Februar 8, 2016 – 29 Shevat 5776
Nicht Gott, nicht Moses, sondern Pharao schickte.

image

Was, wenn ein Volk sich nicht retten lassen will?  

Von Ulrich Jakov Becker

Die wohl gängigste Lesart über den Auszug der Israeliten aus Ägypten ist die Befreiung einer unterdrückten und geknechteten Gruppe aus den Händen des mächtigsten Weltreiches seiner Zeit und seines paganischen Despoten durch die wunderbare Hilfe des allmächtigen Gottes.
Das göttliche Exempel, das hier statuiert wird, sollte aller Welt zeigen, dass die Strafen und Plagen, die der monotheistische Gott anwendet, so gewaltig, so niederschmetternd sind, dass kein Mensch, kein Reich und kein Herrscher – so mächtig sie auch seien, so eitel sie sich auch schätzen – vor ihnen bestehen kann.
Der exzentrische, vergötterte Pharao hat am Ende keine Wahl und muss sich dem Diktat des echten Gottes unterwerfen und die Israeliten in die Freiheit ziehen lassen. Ein gewaltiger, theologischer Kraftakt zwischen Gott und Pharao und dem Volk Israel, das sich retten lässt.
 
Da gibt es nur ein Problem: Mosche (Moses) fordert von Pharao nie die Freilassung der Israeliten.
Nach dem Text der Thora erreicht Mosche nach all den Plagen und vernichtenden Wundern nur die Einwilligung Pharaos drei Tagesreisen weit in der Wüste Sinai ein Opferfest für den „Gott der Hebräer“ feiern zu dürfen, der sonst seinem Volk – und damit Pharaos wertvollen Sklaven – schaden würde. Pharao gewährt anfangs nicht einmal diese milde, und wohl verständliche Bitte, diesen nationalen Kurzurlaub nach hunderten Jahren in Ägypten, obwohl er doch klar in seinem Interesse sein sollte. Er lehnt schroff ab.

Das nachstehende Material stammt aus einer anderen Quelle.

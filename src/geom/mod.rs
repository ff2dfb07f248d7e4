mod bbox;
mod geojson;
mod geometry;

pub(crate) use bbox::{envelope, BoundingBox};
pub use geojson::{multipolygon_to_geojson, polygon_to_geojson};
pub use geometry::Geometry;

use std::fmt;

/// Errors raised while reading a GeoJSON geometry object.
#[derive(Debug, Clone, PartialEq)]
pub enum GeomError {
    /// The geometry object has no string `type` member.
    MissingType,
    /// The `coordinates` member does not match the declared type.
    InvalidCoordinates(String),
}

impl fmt::Display for GeomError {
    fn fmt(&self, f: &mut fmt::Formatter<'_>) -> fmt::Result {
        match self {
            GeomError::MissingType => write!(f, "geometry has no `type` member"),
            GeomError::InvalidCoordinates(msg) => write!(f, "invalid coordinates: {msg}"),
        }
    }
}

impl std::error::Error for GeomError {}
use anyhow::Result;
use geoslice::shapefile_to_geojson;

pub fn run(cli: &crate::cli::Cli, args: &crate::cli::Shp2GeojsonArgs) -> Result<()> {
    shapefile_to_geojson(&args.input, &args.output, cli.verbose)?;

    Ok(())
}
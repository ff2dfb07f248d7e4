mod matcher;
mod partition;
mod region;

pub use matcher::assign_features;
pub use partition::Partition;
pub use region::{Region, RegionSet};

use std::fmt;

use serde_json::Value;

use crate::geom::GeomError;

/// Errors raised while extracting regions or matching features against them.
#[derive(Debug, Clone, PartialEq)]
pub enum PartitionError {
    /// A region feature lacks the name property.
    MissingField { field: String, available: Vec<String> },
    /// The name property is neither a string nor a number.
    InvalidRegionName { field: String, value: Value },
    /// Two region features share the same name.
    DuplicateRegion(String),
    /// The region name cannot be used inside an output file name.
    UnsafeRegionName(String),
    /// A region's geometry is not a Polygon or MultiPolygon.
    InvalidRegionGeometry { name: String, kind: String },
    /// The geometry of the region feature at `index` could not be read.
    RegionGeometry { index: usize, source: GeomError },
    /// The geometry of the input feature at `index` could not be read.
    Geometry { index: usize, source: GeomError },
}

impl fmt::Display for PartitionError {
    fn fmt(&self, f: &mut fmt::Formatter<'_>) -> fmt::Result {
        match self {
            PartitionError::MissingField { field, available } =>
                write!(f, "`{field}` not found in properties: {available:?}"),
            PartitionError::InvalidRegionName { field, value } =>
                write!(f, "`{field}` must be a string or number, found {value}"),
            PartitionError::DuplicateRegion(name) =>
                write!(f, "duplicate region name: {name}"),
            PartitionError::UnsafeRegionName(name) =>
                write!(f, "region name {name:?} contains a path separator or `..`"),
            PartitionError::InvalidRegionGeometry { name, kind } =>
                write!(f, "region {name} has {kind} geometry, expected Polygon or MultiPolygon"),
            PartitionError::RegionGeometry { index, source } =>
                write!(f, "region feature {index}: {source}"),
            PartitionError::Geometry { index, source } =>
                write!(f, "feature {index}: {source}"),
        }
    }
}

impl std::error::Error for PartitionError {
    fn source(&self) -> Option<&(dyn std::error::Error + 'static)> {
        match self {
            PartitionError::RegionGeometry { source, .. } | PartitionError::Geometry { source, .. } => Some(source),
            _ => None,
        }
    }
}
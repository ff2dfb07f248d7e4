use std::ops::AddAssign;

use geo::{Contains, LineString, MultiPolygon, Polygon};

use crate::simplify::simplify_rings;

/// Exterior-ring coordinate counts before and after simplification.
#[derive(Debug, Clone, Copy, Default, PartialEq, Eq)]
pub struct PointCount {
    pub before: usize,
    pub after: usize,
}

impl AddAssign for PointCount {
    fn add_assign(&mut self, rhs: Self) {
        self.before += rhs.before;
        self.after += rhs.after;
    }
}

/// Rings of a polygon, exterior first.
fn rings(polygon: &Polygon<f64>) -> impl Iterator<Item = &LineString<f64>> {
    std::iter::once(polygon.exterior()).chain(polygon.interiors())
}

/// Rebuild polygons from simplified rings laid out as [`rings`] yields them,
/// keeping the original of any polygon whose holes no longer sit inside its
/// shell.
fn rebuild(originals: &[Polygon<f64>], simplified: Vec<LineString<f64>>) -> (Vec<Polygon<f64>>, PointCount) {
    let mut total = PointCount::default();
    let mut simplified = simplified.into_iter();

    let polygons = originals.iter()
        .map(|original| {
            let exterior = simplified.next().unwrap_or_else(|| original.exterior().clone());
            let interiors = original.interiors().iter()
                .map(|hole| simplified.next().unwrap_or_else(|| hole.clone()))
                .collect::<Vec<_>>();

            let before = original.exterior().0.len();
            let shell = Polygon::new(exterior.clone(), vec![]);
            if interiors.iter().all(|hole| shell.contains(hole)) {
                total += PointCount { before, after: exterior.0.len() };
                Polygon::new(exterior, interiors)
            } else {
                total += PointCount { before, after: before };
                original.clone()
            }
        })
        .collect();

    (polygons, total)
}

/// Simplify a polygon's exterior and holes together with the same tolerance.
/// Only the exterior ring is counted.
pub fn simplify_polygon(polygon: &Polygon<f64>, tolerance: f64) -> (Polygon<f64>, PointCount) {
    let simplified = simplify_rings(&rings(polygon).collect::<Vec<_>>(), tolerance);
    let (mut polygons, counts) = rebuild(std::slice::from_ref(polygon), simplified);
    (polygons.pop().unwrap_or_else(|| polygon.clone()), counts)
}

/// Simplify every ring of every polygon as one unit, so parts never cross
/// each other; counts are summed over all exteriors.
pub fn simplify_multipolygon(mp: &MultiPolygon<f64>, tolerance: f64) -> (MultiPolygon<f64>, PointCount) {
    let simplified = simplify_rings(&mp.0.iter().flat_map(rings).collect::<Vec<_>>(), tolerance);
    let (polygons, counts) = rebuild(&mp.0, simplified);
    (MultiPolygon(polygons), counts)
}
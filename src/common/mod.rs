mod fs;
mod polygon;

pub use fs::*;
pub(crate) use polygon::*;
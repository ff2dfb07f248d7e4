use anyhow::Result;
use geoslice::split_file;

pub fn run(cli: &crate::cli::Cli, args: &crate::cli::SplitArgs) -> Result<()> {
    let written = split_file(&args.regions, &args.input, &args.output_dir, &args.name_field, cli.verbose)?;

    if cli.verbose > 0 { eprintln!("[split] wrote {} files to {}", written.len(), args.output_dir.display()); }

    Ok(())
}
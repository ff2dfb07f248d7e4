use geo::line_intersection::{line_intersection, LineIntersection};
use geo::{BoundingRect, Contains, Coord, Distance, Euclidean, Line, LineString, Point, Polygon, Rect};
use rstar::RTree;

use crate::geom::{envelope, BoundingBox};

/// Smallest coordinate count of a closed ring (a triangle plus its closing point).
pub const MIN_RING_SIZE: usize = 4;

/// Simplify a single closed ring with Douglas-Peucker, keeping it a valid ring.
///
/// Same as [`simplify_rings`] with one ring.
pub fn simplify_ring(ring: &LineString<f64>, tolerance: f64) -> LineString<f64> {
    simplify_rings(&[ring], tolerance).pop().unwrap_or_else(|| ring.clone())
}

/// Simplify a set of closed rings that belong to one geometry (the shell and
/// holes of a polygon, or every ring of a multipolygon) as a unit.
///
/// A section of a ring is collapsed to a single segment only when
/// - every dropped vertex lies within `tolerance` of that segment,
/// - the ring can still end up with at least [`MIN_RING_SIZE`] coordinates,
/// - the new segment crosses no segment of any ring, original or already
///   simplified,
/// - no other ring lies in the area between the dropped vertices and the new
///   segment (it would end up on the other side).
///
/// A ring that still comes out non-simple is returned unchanged. Zero,
/// negative and non-finite tolerances return every ring as-is.
pub fn simplify_rings(rings: &[&LineString<f64>], tolerance: f64) -> Vec<LineString<f64>> {
    if !tolerance.is_finite() || tolerance <= 0.0 {
        return rings.iter().map(|ring| (*ring).clone()).collect();
    }

    let mut simplifier = RingSimplifier::new(rings, tolerance);
    (0..rings.len())
        .map(|r| {
            let coords = simplifier.simplify(r);
            if coords.len() < MIN_RING_SIZE || !is_simple_ring(&coords) {
                rings[r].clone()
            } else {
                LineString(coords)
            }
        })
        .collect()
}

/// Whether two ring segments cross in a way that would break the rings.
/// Segments meeting at a common vertex are fine; overlapping ones are not.
fn conflicts(a: &Line<f64>, b: &Line<f64>) -> bool {
    match line_intersection(*a, *b) {
        None => false,
        Some(LineIntersection::Collinear { .. }) => true,
        Some(LineIntersection::SinglePoint { .. }) => {
            !(a.start == b.start || a.start == b.end || a.end == b.start || a.end == b.end)
        }
    }
}

/// Recursive Douglas-Peucker over a group of rings, tracking which input
/// segments are still live and which output segments have been emitted.
struct RingSimplifier<'a> {
    rings: &'a [&'a LineString<f64>],
    offsets: Vec<usize>, // Global index of each ring's first segment
    tolerance: f64,
    inputs: RTree<BoundingBox>,
    retired: Vec<bool>,
    outputs: RTree<BoundingBox>,
    emitted: Vec<Line<f64>>,
    ring_start: usize, // First emitted segment of the ring in progress
}

impl<'a> RingSimplifier<'a> {
    fn new(rings: &'a [&'a LineString<f64>], tolerance: f64) -> Self {
        let mut offsets = Vec::with_capacity(rings.len());
        let mut segments = Vec::new();
        for ring in rings {
            offsets.push(segments.len());
            segments.extend(ring.lines());
        }

        Self {
            rings,
            offsets,
            tolerance,
            inputs: RTree::bulk_load(
                segments.iter().enumerate()
                    .map(|(s, line)| BoundingBox::segment(s, *line))
                    .collect()
            ),
            retired: vec![false; segments.len()],
            outputs: RTree::new(),
            emitted: Vec::with_capacity(segments.len()),
            ring_start: 0,
        }
    }

    /// Simplify ring `r`, returning its new coordinates. Rings too small to
    /// lose a vertex are left live in the input index and returned as-is.
    fn simplify(&mut self, r: usize) -> Vec<Coord<f64>> {
        let rings = self.rings;
        let coords = &rings[r].0;
        if coords.len() <= MIN_RING_SIZE { return coords.clone() }

        self.ring_start = self.emitted.len();
        self.simplify_section(r, 0, coords.len() - 1, 0);

        let result = &self.emitted[self.ring_start..];
        let mut out = Vec::with_capacity(result.len() + 1);
        if let Some(first) = result.first() { out.push(first.start) }
        out.extend(result.iter().map(|line| line.end));
        out
    }

    /// Number of coordinates the ring in progress currently holds.
    #[inline]
    fn result_size(&self) -> usize {
        match self.emitted.len() - self.ring_start {
            0 => 0,
            n => n + 1,
        }
    }

    fn emit(&mut self, r: usize, i: usize, j: usize) {
        let rings = self.rings;
        let line = Line::new(rings[r].0[i], rings[r].0[j]);
        let base = self.offsets[r];
        self.retired[base + i..base + j].fill(true);
        self.outputs.insert(BoundingBox::segment(self.emitted.len(), line));
        self.emitted.push(line);
    }

    fn simplify_section(&mut self, r: usize, i: usize, j: usize, depth: usize) {
        let depth = depth + 1;
        if i + 1 == j { return self.emit(r, i, j) }

        // Collapsing this section must still leave room for a valid ring.
        let mut collapsible = self.result_size() >= MIN_RING_SIZE || depth + 1 >= MIN_RING_SIZE;

        let rings = self.rings;
        let coords = &rings[r].0;
        let line = Line::new(coords[i], coords[j]);
        let (furthest, distance) = (i + 1..j)
            .map(|k| (k, Euclidean.distance(&Point::from(coords[k]), &line)))
            .fold((i + 1, -1.0), |best, cur| if cur.1 > best.1 { cur } else { best });

        if distance > self.tolerance { collapsible = false }
        if collapsible && self.crosses_rings(r, i, j) { collapsible = false }
        if collapsible && self.encloses_other_ring(r, i, j) { collapsible = false }

        if collapsible {
            self.emit(r, i, j);
        } else {
            self.simplify_section(r, i, furthest, depth);
            self.simplify_section(r, furthest, j, depth);
        }
    }

    /// Whether the segment `i`-`j` of ring `r` would cross a live input
    /// segment outside the section or an already emitted output segment.
    fn crosses_rings(&self, r: usize, i: usize, j: usize) -> bool {
        let coords = &self.rings[r].0;
        let candidate = Line::new(coords[i], coords[j]);
        let env = envelope(&candidate.bounding_rect());
        let (lo, hi) = (self.offsets[r] + i, self.offsets[r] + j);

        let hits_input = self.inputs.locate_in_envelope_intersecting(&env)
            .map(BoundingBox::idx)
            .filter(|&s| (s < lo || s >= hi) && !self.retired[s])
            .any(|s| conflicts(&candidate, &self.segment(s)));

        hits_input || self.outputs.locate_in_envelope_intersecting(&env)
            .any(|bb| conflicts(&candidate, &self.emitted[bb.idx()]))
    }

    /// Whether another ring sits inside the area swept out by replacing the
    /// section `i..=j` of ring `r` with a single segment. Rings never cross
    /// that area's boundary, so testing one kept vertex per ring is enough.
    fn encloses_other_ring(&self, r: usize, i: usize, j: usize) -> bool {
        let section = LineString(self.rings[r].0[i..=j].to_vec());
        let Some(bounds) = section.bounding_rect() else { return false };
        let area = Polygon::new(section, vec![]);

        self.rings.iter().enumerate()
            .filter(|&(other, _)| other != r)
            .filter_map(|(_, ring)| ring.0.first())
            .any(|&c| contains_coord(&bounds, c) && area.contains(&c))
    }

    /// Input segment by global index.
    fn segment(&self, s: usize) -> Line<f64> {
        let r = self.offsets.partition_point(|&offset| offset <= s) - 1;
        let k = s - self.offsets[r];
        Line::new(self.rings[r].0[k], self.rings[r].0[k + 1])
    }
}

#[inline]
fn contains_coord(rect: &Rect<f64>, c: Coord<f64>) -> bool {
    rect.min().x <= c.x && c.x <= rect.max().x && rect.min().y <= c.y && c.y <= rect.max().y
}

/// Whether a closed coordinate sequence forms a simple ring: at least three
/// distinct vertices, no crossings, no touching except between neighbours.
pub fn is_simple_ring(coords: &[Coord<f64>]) -> bool {
    let mut pts = coords.to_vec();
    pts.dedup();
    if pts.len() < MIN_RING_SIZE || pts.first() != pts.last() { return false }

    let segments = pts.windows(2).map(|w| Line::new(w[0], w[1])).collect::<Vec<_>>();
    let n = segments.len();
    let tree = RTree::bulk_load(
        segments.iter().enumerate()
            .map(|(s, line)| BoundingBox::segment(s, *line))
            .collect()
    );

    segments.iter().enumerate().all(|(s, a)| {
        let env = envelope(&a.bounding_rect());
        tree.locate_in_envelope_intersecting(&env)
            .map(BoundingBox::idx)
            .filter(|&t| t > s)
            .all(|t| {
                let adjacent = t == s + 1 || (s == 0 && t == n - 1);
                match line_intersection(*a, segments[t]) {
                    None => true,
                    Some(LineIntersection::Collinear { .. }) => false,
                    Some(LineIntersection::SinglePoint { .. }) => adjacent,
                }
            })
    })
}
// Integration tests for shapefile_to_geojson: a real shapefile written with
// the shapefile crate, zipped, converted and read back.

use std::fs;
use std::io::Write;
use std::path::{Path, PathBuf};

use geoslice::{read_feature_collection, shapefile_to_geojson};
use serde_json::{json, Value};
use shapefile::dbase::{FieldName, FieldValue, Record, TableWriterBuilder};
use shapefile::{Point, Polygon, PolygonRing};

/// Clockwise unit-ish square, the shapefile orientation for an outer ring.
fn square(x: f64, size: f64) -> Polygon {
    Polygon::new(PolygonRing::Outer(vec![
        Point::new(x, 0.0),
        Point::new(x, size),
        Point::new(x + size, size),
        Point::new(x + size, 0.0),
        Point::new(x, 0.0),
    ]))
}

/// Write `parcels.shp/.shx/.dbf` into `dir`, columns NAME then AREA.
fn write_shapefile(dir: &Path) -> PathBuf {
    let shp = dir.join("parcels.shp");
    let table = TableWriterBuilder::new()
        .add_character_field(FieldName::try_from("NAME").unwrap(), 20)
        .add_numeric_field(FieldName::try_from("AREA").unwrap(), 10, 2);

    let mut writer = shapefile::Writer::from_path(&shp, table).unwrap();
    for (name, x, size) in [("Alpha", 0.0, 1.0), ("Beta", 5.0, 2.0)] {
        let mut record = Record::default();
        record.insert("NAME".to_string(), FieldValue::Character(Some(name.to_string())));
        record.insert("AREA".to_string(), FieldValue::Numeric(Some(size * size)));
        writer.write_shape_and_record(&square(x, size), &record).unwrap();
    }
    drop(writer);

    shp
}

/// Zip the listed companions of `shp` under a `data/` folder.
fn zip_shapefile(shp: &Path, exts: &[&str], zip_path: &Path) {
    let mut zip = zip::ZipWriter::new(fs::File::create(zip_path).unwrap());
    for ext in exts {
        let file = shp.with_extension(ext);
        let name = format!("data/{}", file.file_name().unwrap().to_string_lossy());
        zip.start_file(name, zip::write::SimpleFileOptions::default()).unwrap();
        zip.write_all(&fs::read(&file).unwrap()).unwrap();
    }
    zip.finish().unwrap();
}

#[test]
fn converts_zipped_polygons() {
    let dir = tempfile::tempdir().unwrap();
    let shp = write_shapefile(dir.path());
    let zip_path = dir.path().join("parcels.zip");
    zip_shapefile(&shp, &["shp", "shx", "dbf"], &zip_path);

    let output = dir.path().join("parcels.geojson");
    let count = shapefile_to_geojson(&zip_path, &output, 0).unwrap();
    assert_eq!(count, 2);

    let fc = read_feature_collection(&output).unwrap();
    assert_eq!(fc.len(), 2);

    let first = &fc.features[0];
    let props = first.properties.as_ref().unwrap();
    assert_eq!(props.keys().collect::<Vec<_>>(), ["NAME", "AREA"]);
    assert_eq!(props["NAME"], json!("Alpha"));
    assert_eq!(props["AREA"].as_f64(), Some(1.0));

    let geometry = first.geometry.as_ref().unwrap();
    assert_eq!(geometry["type"], "Polygon");
    assert_eq!(geometry["coordinates"][0].as_array().unwrap().len(), 5);

    assert_eq!(fc.features[1].property("NAME"), Some(&Value::from("Beta")));
}

#[test]
fn missing_attribute_table_fails() {
    let dir = tempfile::tempdir().unwrap();
    let shp = write_shapefile(dir.path());
    let zip_path = dir.path().join("parcels.zip");
    zip_shapefile(&shp, &["shp", "shx"], &zip_path);

    let output = dir.path().join("parcels.geojson");
    let err = shapefile_to_geojson(&zip_path, &output, 0).unwrap_err();
    assert_eq!(err.to_string(), "No .dbf file found in the zip archive");
    assert!(!output.exists());
}
use std::fs;
use std::io::{Cursor, Read, Write};
use std::path::{Path, PathBuf};

use anyhow::{anyhow, bail, Context, Result};
use flate2::read::GzDecoder;
use tempfile::NamedTempFile;
use zip::ZipArchive;

use crate::collection::FeatureCollection;

/// How a GeoJSON document is wrapped on disk.
#[derive(Debug, Clone, Copy, PartialEq, Eq)]
pub enum Container {
    Zip,
    Gzip,
    Plain,
}

impl Container {
    /// Sniff the container from the leading bytes of a file.
    pub fn detect(bytes: &[u8]) -> Self {
        match bytes {
            [b'P', b'K', 3, 4, ..] | [b'P', b'K', 5, 6, ..] => Container::Zip,
            [0x1f, 0x8b, ..] => Container::Gzip,
            _ => Container::Plain,
        }
    }
}

/// Read the first `.geojson`/`.json` member of a zip archive, in archive order.
fn read_zip_member(bytes: Vec<u8>, path: &Path) -> Result<Vec<u8>> {
    let mut archive = ZipArchive::new(Cursor::new(bytes))
        .with_context(|| format!("Failed to read zip archive {}", path.display()))?;

    for i in 0..archive.len() {
        let mut file = archive.by_index(i)
            .with_context(|| format!("Failed to read member {i} of {}", path.display()))?;
        if file.is_dir() { continue }

        let name = file.name().to_ascii_lowercase();
        if name.ends_with(".geojson") || name.ends_with(".json") {
            let mut contents = Vec::new();
            file.read_to_end(&mut contents)
                .with_context(|| format!("Failed to extract {} from {}", file.name(), path.display()))?;
            return Ok(contents);
        }
    }

    bail!("No GeoJSON file found in the zip archive: {}", path.display())
}

/// Parse a FeatureCollection from raw file contents, unwrapping zip or gzip.
pub fn parse_feature_collection(bytes: Vec<u8>, path: &Path) -> Result<FeatureCollection> {
    let json = match Container::detect(&bytes) {
        Container::Zip => read_zip_member(bytes, path)?,
        Container::Gzip => {
            let mut decompressed = Vec::new();
            GzDecoder::new(&bytes[..]).read_to_end(&mut decompressed)
                .with_context(|| format!("Failed to decompress {}", path.display()))?;
            decompressed
        }
        Container::Plain => bytes,
    };

    let value = serde_json::from_slice(&json)
        .with_context(|| format!("Failed to parse GeoJSON from {}", path.display()))?;
    FeatureCollection::from_value(value)
        .with_context(|| format!("Invalid FeatureCollection in {}", path.display()))
}

/// Load a FeatureCollection from a plain, zipped or gzipped GeoJSON file.
pub fn read_feature_collection(path: &Path) -> Result<FeatureCollection> {
    let bytes = fs::read(path)
        .with_context(|| format!("Failed to read {}", path.display()))?;
    parse_feature_collection(bytes, path)
}

/// Serialize a FeatureCollection as pretty-printed JSON (2-space indent).
pub fn to_geojson_bytes(fc: &FeatureCollection) -> Result<Vec<u8>> {
    serde_json::to_vec_pretty(fc).context("Failed to serialize GeoJSON to bytes")
}

/// Write `bytes` to a temporary file in the directory of `path`, ready to be
/// moved into place.
fn stage(path: &Path, bytes: &[u8]) -> Result<NamedTempFile> {
    let dir = path.parent()
        .filter(|parent| !parent.as_os_str().is_empty())
        .unwrap_or(Path::new("."));

    let mut tmp = NamedTempFile::new_in(dir)
        .with_context(|| format!("Failed to create temporary file in {}", dir.display()))?;
    tmp.write_all(bytes)
        .and_then(|_| tmp.flush())
        .with_context(|| format!("Failed to write {}", path.display()))?;
    Ok(tmp)
}

fn persist(tmp: NamedTempFile, path: &Path) -> Result<()> {
    tmp.persist(path)
        .map_err(|e| anyhow!(e.error))
        .with_context(|| format!("Failed to move output into place at {}", path.display()))?;
    Ok(())
}

/// Write `bytes` to `path` through a temporary file in the same directory,
/// so the destination either holds the full contents or is left untouched.
pub fn write_atomic(path: &Path, bytes: &[u8]) -> Result<()> {
    persist(stage(path, bytes)?, path)
}

/// Write several files as one unit: every file is staged before any is moved
/// into place, and if a move fails the files already placed are removed.
pub fn write_all_atomic(files: &[(PathBuf, Vec<u8>)]) -> Result<()> {
    let staged = files.iter()
        .map(|(path, bytes)| Ok((stage(path, bytes)?, path)))
        .collect::<Result<Vec<_>>>()?;

    let mut placed: Vec<&Path> = Vec::with_capacity(staged.len());
    for (tmp, path) in staged {
        if let Err(err) = persist(tmp, path) {
            for done in placed {
                let _ = fs::remove_file(done);
            }
            return Err(err);
        }
        placed.push(path);
    }

    Ok(())
}

/// Write a FeatureCollection to `path` as pretty-printed GeoJSON.
pub fn write_feature_collection(path: &Path, fc: &FeatureCollection) -> Result<()> {
    write_atomic(path, &to_geojson_bytes(fc)?)
}
//! Loader configuration.
//!
//! All options deserialize with defaults for missing fields, so a partial
//! document such as `{"scheme": "AlwaysDecodeFullImage"}` is valid.

use serde::{Deserialize, Serialize};
use thiserror::Error;

use crate::backend::RawDecodeOptions;
use crate::color::ColorSpace;
use crate::crop::DEFAULT_ASPECT_RATIO_TOLERANCE;
use crate::policy::ThumbnailScheme;

#[derive(Debug, Clone, PartialEq, Error)]
pub enum ConfigError {
    #[error("minimum ratio must be a positive finite number, got {0}")]
    InvalidMinimumRatio(f64),

    #[error("aspect ratio tolerance must be a non-negative finite number, got {0}")]
    InvalidTolerance(f64),

    #[error("scale factor must be in (0, 1], got {0}")]
    InvalidScaleFactor(f64),
}

/// Per-loader policy settings.
#[derive(Debug, Clone, PartialEq, Serialize, Deserialize)]
#[serde(default)]
pub struct LoaderOptions {
    /// Thumbnail selection policy.
    pub scheme: ThumbnailScheme,
    /// How much of the requested size a thumbnail must reach to be accepted
    /// (`1.0` means all of it).
    pub minimum_ratio: f64,
    /// Aspect ratio difference tolerated before letterbox cropping kicks in.
    pub aspect_ratio_tolerance: f64,
    /// Apply EXIF orientation to decoded thumbnails.
    pub apply_orientation: bool,
}

impl Default for LoaderOptions {
    fn default() -> Self {
        Self {
            scheme: ThumbnailScheme::default(),
            minimum_ratio: 1.0,
            aspect_ratio_tolerance: DEFAULT_ASPECT_RATIO_TOLERANCE,
            apply_orientation: true,
        }
    }
}

impl LoaderOptions {
    pub fn with_scheme(scheme: ThumbnailScheme) -> Self {
        Self {
            scheme,
            ..Default::default()
        }
    }

    pub fn validate(&self) -> Result<(), ConfigError> {
        if !self.minimum_ratio.is_finite() || self.minimum_ratio <= 0.0 {
            return Err(ConfigError::InvalidMinimumRatio(self.minimum_ratio));
        }
        if !self.aspect_ratio_tolerance.is_finite() || self.aspect_ratio_tolerance < 0.0 {
            return Err(ConfigError::InvalidTolerance(self.aspect_ratio_tolerance));
        }
        Ok(())
    }
}

/// Options for a full-image load: how to decode and where to render.
#[derive(Debug, Clone, Copy, Default, PartialEq, Serialize, Deserialize)]
#[serde(default)]
pub struct FullImageOptions {
    pub decode: RawDecodeOptions,
    pub color_space: ColorSpace,
}

impl FullImageOptions {
    pub fn validate(&self) -> Result<(), ConfigError> {
        let scale = self.decode.scale_factor;
        if !scale.is_finite() || scale <= 0.0 || scale > 1.0 {
            return Err(ConfigError::InvalidScaleFactor(scale));
        }
        Ok(())
    }
}

#[cfg(test)]
mod tests {
    use super::*;

    #[test]
    fn test_defaults() {
        let options = LoaderOptions::default();
        assert_eq!(options.scheme, ThumbnailScheme::FullImageIfThumbnailTooSmall);
        assert_eq!(options.minimum_ratio, 1.0);
        assert_eq!(options.aspect_ratio_tolerance, 0.01);
        assert!(options.apply_orientation);
        assert!(options.validate().is_ok());
    }

    #[test]
    fn test_partial_document_uses_defaults() {
        let options: LoaderOptions =
            serde_json::from_str(r#"{"scheme": "AlwaysDecodeFullImage", "minimum_ratio": 0.8}"#)
                .unwrap();

        assert_eq!(options.scheme, ThumbnailScheme::AlwaysDecodeFullImage);
        assert_eq!(options.minimum_ratio, 0.8);
        assert_eq!(options.aspect_ratio_tolerance, 0.01);
    }

    #[test]
    fn test_serialize_roundtrip() {
        let mut options = LoaderOptions::with_scheme(ThumbnailScheme::Never);
        options.aspect_ratio_tolerance = 0.05;

        let json = serde_json::to_string(&options).unwrap();
        let back: LoaderOptions = serde_json::from_str(&json).unwrap();
        assert_eq!(back, options);
    }

    #[test]
    fn test_validate_rejects_bad_values() {
        let mut options = LoaderOptions::default();
        options.minimum_ratio = 0.0;
        assert_eq!(options.validate(), Err(ConfigError::InvalidMinimumRatio(0.0)));

        let mut options = LoaderOptions::default();
        options.aspect_ratio_tolerance = -0.1;
        assert_eq!(options.validate(), Err(ConfigError::InvalidTolerance(-0.1)));

        let mut options = LoaderOptions::default();
        options.minimum_ratio = f64::NAN;
        assert!(options.validate().is_err());
    }

    #[test]
    fn test_full_image_options() {
        let options: FullImageOptions =
            serde_json::from_str(r#"{"color_space": "DisplayP3"}"#).unwrap();
        assert_eq!(options.color_space, ColorSpace::DisplayP3);
        assert_eq!(options.decode, RawDecodeOptions::default());
        assert!(options.validate().is_ok());

        let mut options = FullImageOptions::default();
        options.decode.scale_factor = 1.5;
        assert_eq!(options.validate(), Err(ConfigError::InvalidScaleFactor(1.5)));
    }
}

Im Laufe der zunehmend verheerenden Katastrophen, die über Ägypten hereinbrechen, folgen Verhandlungen zwischen Pharao und Mosche, wer vom Volk vielleicht doch gehen könnte, ob mit Tieren oder ohne usw., bis Pharao – seinen Erstgeborenen Sohn tot vor sich liegend –, endlich zustimmt.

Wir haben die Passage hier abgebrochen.